__Exercise details__: Reproduce the records that follow exactly as they are written.
<<<<
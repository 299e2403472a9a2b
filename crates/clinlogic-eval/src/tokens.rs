//! Token and tag catalogue
//!
//! Every data source key and compiled rule is registered here as a token so
//! that both can be discovered by exact name, substring or tag.

use crate::error::{EvalError, EvalResult};
use indexmap::IndexMap;
use parking_lot::RwLock;
use serde::{Deserialize, Serialize};
use std::collections::BTreeSet;

/// A token with its tags
#[derive(Debug, Clone, PartialEq, Eq, Serialize, Deserialize)]
pub struct TokenEntry {
    pub token: String,
    pub tags: Vec<String>,
}

/// Catalogue of tokens and their tags
#[derive(Debug, Default)]
pub struct TokenRegistry {
    entries: RwLock<IndexMap<String, BTreeSet<String>>>,
}

fn matches_partial(candidate: &str, partial: &str) -> bool {
    candidate
        .to_lowercase()
        .contains(&partial.trim().to_lowercase())
}

impl TokenRegistry {
    /// Create an empty catalogue
    pub fn new() -> Self {
        Self::default()
    }

    /// Save a token, replacing any tags it already had
    pub fn save_token<I, S>(&self, token: impl Into<String>, tags: I)
    where
        I: IntoIterator<Item = S>,
        S: Into<String>,
    {
        let tags = tags.into_iter().map(Into::into).collect();
        self.entries.write().insert(token.into(), tags);
    }

    /// Remove a token together with its tag associations
    pub fn delete_token(&self, token: &str) -> bool {
        self.entries.write().shift_remove(token).is_some()
    }

    /// Exact lookup
    pub fn get_token(&self, token: &str) -> Option<TokenEntry> {
        self.entries.read().get(token).map(|tags| TokenEntry {
            token: token.to_string(),
            tags: tags.iter().cloned().collect(),
        })
    }

    /// Whether `token` is catalogued
    pub fn contains(&self, token: &str) -> bool {
        self.entries.read().contains_key(token)
    }

    /// Tokens containing `partial`, case-insensitively, sorted
    pub fn get_tokens(&self, partial: &str) -> Vec<String> {
        let mut tokens: Vec<String> = self
            .entries
            .read()
            .keys()
            .filter(|token| matches_partial(token, partial))
            .cloned()
            .collect();
        tokens.sort();
        tokens
    }

    /// Distinct tags containing `partial`, case-insensitively, sorted
    pub fn get_tags(&self, partial: &str) -> Vec<String> {
        let entries = self.entries.read();
        let tags: BTreeSet<&String> = entries
            .values()
            .flatten()
            .filter(|tag| matches_partial(tag, partial))
            .collect();
        tags.into_iter().cloned().collect()
    }

    /// Tags of one token
    pub fn tags_of(&self, token: &str) -> Option<Vec<String>> {
        self.entries
            .read()
            .get(token)
            .map(|tags| tags.iter().cloned().collect())
    }

    /// Tags shared by every listed token
    pub fn get_tags_by_tokens<S: AsRef<str>>(&self, tokens: &[S]) -> Vec<String> {
        let entries = self.entries.read();
        let mut sets = tokens.iter().map(|t| entries.get(t.as_ref()));
        let Some(first) = sets.next() else {
            return Vec::new();
        };
        let mut shared: BTreeSet<String> = first.cloned().unwrap_or_default();
        for tags in sets {
            match tags {
                Some(tags) => shared.retain(|tag| tags.contains(tag)),
                None => shared.clear(),
            }
        }
        shared.into_iter().collect()
    }

    /// Tokens carrying every listed tag, sorted
    pub fn get_tokens_by_tags<S: AsRef<str>>(&self, tags: &[S]) -> Vec<String> {
        if tags.is_empty() {
            return Vec::new();
        }
        let mut tokens: Vec<String> = self
            .entries
            .read()
            .iter()
            .filter(|(_, token_tags)| tags.iter().all(|tag| token_tags.contains(tag.as_ref())))
            .map(|(token, _)| token.clone())
            .collect();
        tokens.sort();
        tokens
    }

    /// Tokens carrying exactly `tag`, sorted
    pub fn get_tokens_by_tag(&self, tag: &str) -> Vec<String> {
        self.get_tokens_by_tags(&[tag])
    }

    /// Attach a tag to an existing token
    pub fn add_tag(&self, token: &str, tag: impl Into<String>) -> EvalResult<()> {
        let mut entries = self.entries.write();
        let tags = entries
            .get_mut(token)
            .ok_or_else(|| EvalError::unknown_key(token))?;
        tags.insert(tag.into());
        Ok(())
    }

    /// Detach a tag; returns whether it was present
    pub fn remove_tag(&self, token: &str, tag: &str) -> EvalResult<bool> {
        let mut entries = self.entries.write();
        let tags = entries
            .get_mut(token)
            .ok_or_else(|| EvalError::unknown_key(token))?;
        Ok(tags.remove(tag))
    }

    /// Every token, in registration order
    pub fn all_tokens(&self) -> Vec<String> {
        self.entries.read().keys().cloned().collect()
    }

    /// Every token with its tags, in registration order
    pub fn entries(&self) -> Vec<TokenEntry> {
        self.entries
            .read()
            .iter()
            .map(|(token, tags)| TokenEntry {
                token: token.clone(),
                tags: tags.iter().cloned().collect(),
            })
            .collect()
    }

    pub fn len(&self) -> usize {
        self.entries.read().len()
    }

    pub fn is_empty(&self) -> bool {
        self.entries.read().is_empty()
    }
}

#[cfg(test)]
mod tests {
    use super::*;
    use pretty_assertions::assert_eq;

    fn catalogue() -> TokenRegistry {
        let registry = TokenRegistry::new();
        registry.save_token("AGE", ["person", "demographic"]);
        registry.save_token("PAGE", ["paging"]);
        registry.save_token("MAGE", ["person"]);
        registry.save_token("AGED", ["demographic"]);
        registry
    }

    #[test]
    fn test_partial_token_match() {
        let registry = catalogue();
        assert_eq!(
            registry.get_tokens("AGE"),
            vec!["AGE", "AGED", "MAGE", "PAGE"]
        );
        assert_eq!(registry.get_tokens("age").len(), 4);
        assert!(registry.get_tokens("XYZ").is_empty());
    }

    #[test]
    fn test_partial_match_on_empty_catalogue() {
        let registry = TokenRegistry::new();
        assert!(registry.get_tokens("AGE").is_empty());
        assert!(registry.get_tags("person").is_empty());
    }

    #[test]
    fn test_partial_tag_match() {
        let registry = catalogue();
        assert_eq!(registry.get_tags("PER"), vec!["person"]);
        assert_eq!(
            registry.get_tags(""),
            vec!["demographic", "paging", "person"]
        );
    }

    #[test]
    fn test_delete_removes_tags() {
        let registry = catalogue();
        assert!(registry.delete_token("PAGE"));
        assert!(registry.get_token("PAGE").is_none());
        assert!(registry.get_tags("paging").is_empty());
        assert!(!registry.delete_token("PAGE"));
    }

    #[test]
    fn test_intersections() {
        let registry = catalogue();
        assert_eq!(
            registry.get_tags_by_tokens(&["AGE", "MAGE"]),
            vec!["person"]
        );
        assert!(registry.get_tags_by_tokens(&["AGE", "UNKNOWN"]).is_empty());
        assert_eq!(
            registry.get_tokens_by_tags(&["person", "demographic"]),
            vec!["AGE"]
        );
        assert_eq!(registry.get_tokens_by_tag("person"), vec!["AGE", "MAGE"]);
        assert!(registry.get_tokens_by_tag("pers").is_empty());
    }

    #[test]
    fn test_tag_editing() {
        let registry = catalogue();
        registry.add_tag("PAGE", "person").unwrap();
        assert_eq!(
            registry.get_tokens_by_tag("person"),
            vec!["AGE", "MAGE", "PAGE"]
        );
        assert!(registry.remove_tag("PAGE", "person").unwrap());
        assert!(!registry.remove_tag("PAGE", "person").unwrap());
        assert!(matches!(
            registry.add_tag("NOPE", "x"),
            Err(EvalError::UnknownKey { .. })
        ));
    }

    #[test]
    fn test_save_replaces_tags() {
        let registry = catalogue();
        registry.save_token("AGE", ["computed"]);
        assert_eq!(
            registry.get_token("AGE"),
            Some(TokenEntry {
                token: "AGE".to_string(),
                tags: vec!["computed".to_string()],
            })
        );
        assert_eq!(registry.len(), 4);
    }
}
>>>>
__The answer__:
repository 299e2403472a9a2b
filename crates/clinlogic-eval/src/tokens.rs
//! Token and tag catalogue
//!
//! Every data source key and compiled rule is registered here as a token so
//! that both can be discovered by exact name, substring or tag.

use crate::error::{EvalError, EvalResult};
use indexmap::IndexMap;
use parking_lot::RwLock;
use serde::{Deserialize, Serialize};
use std::collections::BTreeSet;

/// A token with its tags
#[derive(Debug, Clone, PartialEq, Eq, Serialize, Deserialize)]
pub struct TokenEntry {
    pub token: String,
    pub tags: Vec<String>,
}

/// Catalogue of tokens and their tags
#[derive(Debug, Default)]
pub struct TokenRegistry {
    entries: RwLock<IndexMap<String, BTreeSet<String>>>,
}

fn matches_partial(candidate: &str, partial: &str) -> bool {
    candidate
        .to_lowercase()
        .contains(&partial.trim().to_lowercase())
}

impl TokenRegistry {
    /// Create an empty catalogue
    pub fn new() -> Self {
        Self::default()
    }

    /// Save a token, replacing any tags it already had
    pub fn save_token<I, S>(&self, token: impl Into<String>, tags: I)
    where
        I: IntoIterator<Item = S>,
        S: Into<String>,
    {
        let tags = tags.into_iter().map(Into::into).collect();
        self.entries.write().insert(token.into(), tags);
    }

    /// Remove a token together with its tag associations
    pub fn delete_token(&self, token: &str) -> bool {
        self.entries.write().shift_remove(token).is_some()
    }

    /// Exact lookup
    pub fn get_token(&self, token: &str) -> Option<TokenEntry> {
        self.entries.read().get(token).map(|tags| TokenEntry {
            token: token.to_string(),
            tags: tags.iter().cloned().collect(),
        })
    }

    /// Whether `token` is catalogued
    pub fn contains(&self, token: &str) -> bool {
        self.entries.read().contains_key(token)
    }

    /// Tokens containing `partial`, case-insensitively, sorted
    pub fn get_tokens(&self, partial: &str) -> Vec<String> {
        let mut tokens: Vec<String> = self
            .entries
            .read()
            .keys()
            .filter(|token| matches_partial(token, partial))
            .cloned()
            .collect();
        tokens.sort();
        tokens
    }

    /// Distinct tags containing `partial`, case-insensitively, sorted
    pub fn get_tags(&self, partial: &str) -> Vec<String> {
        let entries = self.entries.read();
        let tags: BTreeSet<&String> = entries
            .values()
            .flatten()
            .filter(|tag| matches_partial(tag, partial))
            .collect();
        tags.into_iter().cloned().collect()
    }

    /// Tags of one token
    pub fn tags_of(&self, token: &str) -> Option<Vec<String>> {
        self.entries
            .read()
            .get(token)
            .map(|tags| tags.iter().cloned().collect())
    }

    /// Tags shared by every listed token
    pub fn get_tags_by_tokens<S: AsRef<str>>(&self, tokens: &[S]) -> Vec<String> {
        let entries = self.entries.read();
        let mut sets = tokens.iter().map(|t| entries.get(t.as_ref()));
        let Some(first) = sets.next() else {
            return Vec::new();
        };
        let mut shared: BTreeSet<String> = first.cloned().unwrap_or_default();
        for tags in sets {
            match tags {
                Some(tags) => shared.retain(|tag| tags.contains(tag)),
                None => shared.clear(),
            }
        }
        shared.into_iter().collect()
    }

    /// Tokens carrying every listed tag, sorted
    pub fn get_tokens_by_tags<S: AsRef<str>>(&self, tags: &[S]) -> Vec<String> {
        if tags.is_empty() {
            return Vec::new();
        }
        let mut tokens: Vec<String> = self
            .entries
            .read()
            .iter()
            .filter(|(_, token_tags)| tags.iter().all(|tag| token_tags.contains(tag.as_ref())))
            .map(|(token, _)| token.clone())
            .collect();
        tokens.sort();
        tokens
    }

    /// Tokens carrying exactly `tag`, sorted
    pub fn get_tokens_by_tag(&self, tag: &str) -> Vec<String> {
        self.get_tokens_by_tags(&[tag])
    }

    /// Attach a tag to an existing token
    pub fn add_tag(&self, token: &str, tag: impl Into<String>) -> EvalResult<()> {
        let mut entries = self.entries.write();
        let tags = entries
            .get_mut(token)
            .ok_or_else(|| EvalError::unknown_key(token))?;
        tags.insert(tag.into());
        Ok(())
    }

    /// Detach a tag; returns whether it was present
    pub fn remove_tag(&self, token: &str, tag: &str) -> EvalResult<bool> {
        let mut entries = self.entries.write();
        let tags = entries
            .get_mut(token)
            .ok_or_else(|| EvalError::unknown_key(token))?;
        Ok(tags.remove(tag))
    }

    /// Every token, in registration order
    pub fn all_tokens(&self) -> Vec<String> {
        self.entries.read().keys().cloned().collect()
    }

    /// Every token with its tags, in registration order
    pub fn entries(&self) -> Vec<TokenEntry> {
        self.entries
            .read()
            .iter()
            .map(|(token, tags)| TokenEntry {
                token: token.clone(),
                tags: tags.iter().cloned().collect(),
            })
            .collect()
    }

    pub fn len(&self) -> usize {
        self.entries.read().len()
    }

    pub fn is_empty(&self) -> bool {
        self.entries.read().is_empty()
    }
}

#[cfg(test)]
mod tests {
    use super::*;
    use pretty_assertions::assert_eq;

    fn catalogue() -> TokenRegistry {
        let registry = TokenRegistry::new();
        registry.save_token("AGE", ["person", "demographic"]);
        registry.save_token("PAGE", ["paging"]);
        registry.save_token("MAGE", ["person"]);
        registry.save_token("AGED", ["demographic"]);
        registry
    }

    #[test]
    fn test_partial_token_match() {
        let registry = catalogue();
        assert_eq!(
            registry.get_tokens("AGE"),
            vec!["AGE", "AGED", "MAGE", "PAGE"]
        );
        assert_eq!(registry.get_tokens("age").len(), 4);
        assert!(registry.get_tokens("XYZ").is_empty());
    }

    #[test]
    fn test_partial_match_on_empty_catalogue() {
        let registry = TokenRegistry::new();
        assert!(registry.get_tokens("AGE").is_empty());
        assert!(registry.get_tags("person").is_empty());
    }

    #[test]
    fn test_partial_tag_match() {
        let registry = catalogue();
        assert_eq!(registry.get_tags("PER"), vec!["person"]);
        assert_eq!(
            registry.get_tags(""),
            vec!["demographic", "paging", "person"]
        );
    }

    #[test]
    fn test_delete_removes_tags() {
        let registry = catalogue();
        assert!(registry.delete_token("PAGE"));
        assert!(registry.get_token("PAGE").is_none());
        assert!(registry.get_tags("paging").is_empty());
        assert!(!registry.delete_token("PAGE"));
    }

    #[test]
    fn test_intersections() {
        let registry = catalogue();
        assert_eq!(
            registry.get_tags_by_tokens(&["AGE", "MAGE"]),
            vec!["person"]
        );
        assert!(registry.get_tags_by_tokens(&["AGE", "UNKNOWN"]).is_empty());
        assert_eq!(
            registry.get_tokens_by_tags(&["person", "demographic"]),
            vec!["AGE"]
        );
        assert_eq!(registry.get_tokens_by_tag("person"), vec!["AGE", "MAGE"]);
        assert!(registry.get_tokens_by_tag("pers").is_empty());
    }

    #[test]
    fn test_tag_editing() {
        let registry = catalogue();
        registry.add_tag("PAGE", "person").unwrap();
        assert_eq!(
            registry.get_tokens_by_tag("person"),
            vec!["AGE", "MAGE", "PAGE"]
        );
        assert!(registry.remove_tag("PAGE", "person").unwrap());
        assert!(!registry.remove_tag("PAGE", "person").unwrap());
        assert!(matches!(
            registry.add_tag("NOPE", "x"),
            Err(EvalError::UnknownKey { .. })
        ));
    }

    #[test]
    fn test_save_replaces_tags() {
        let registry = catalogue();
        registry.save_token("AGE", ["computed"]);
        assert_eq!(
            registry.get_token("AGE"),
            Some(TokenEntry {
                token: "AGE".to_string(),
                tags: vec!["computed".to_string()],
            })
        );
        assert_eq!(registry.len(), 4);
    }
}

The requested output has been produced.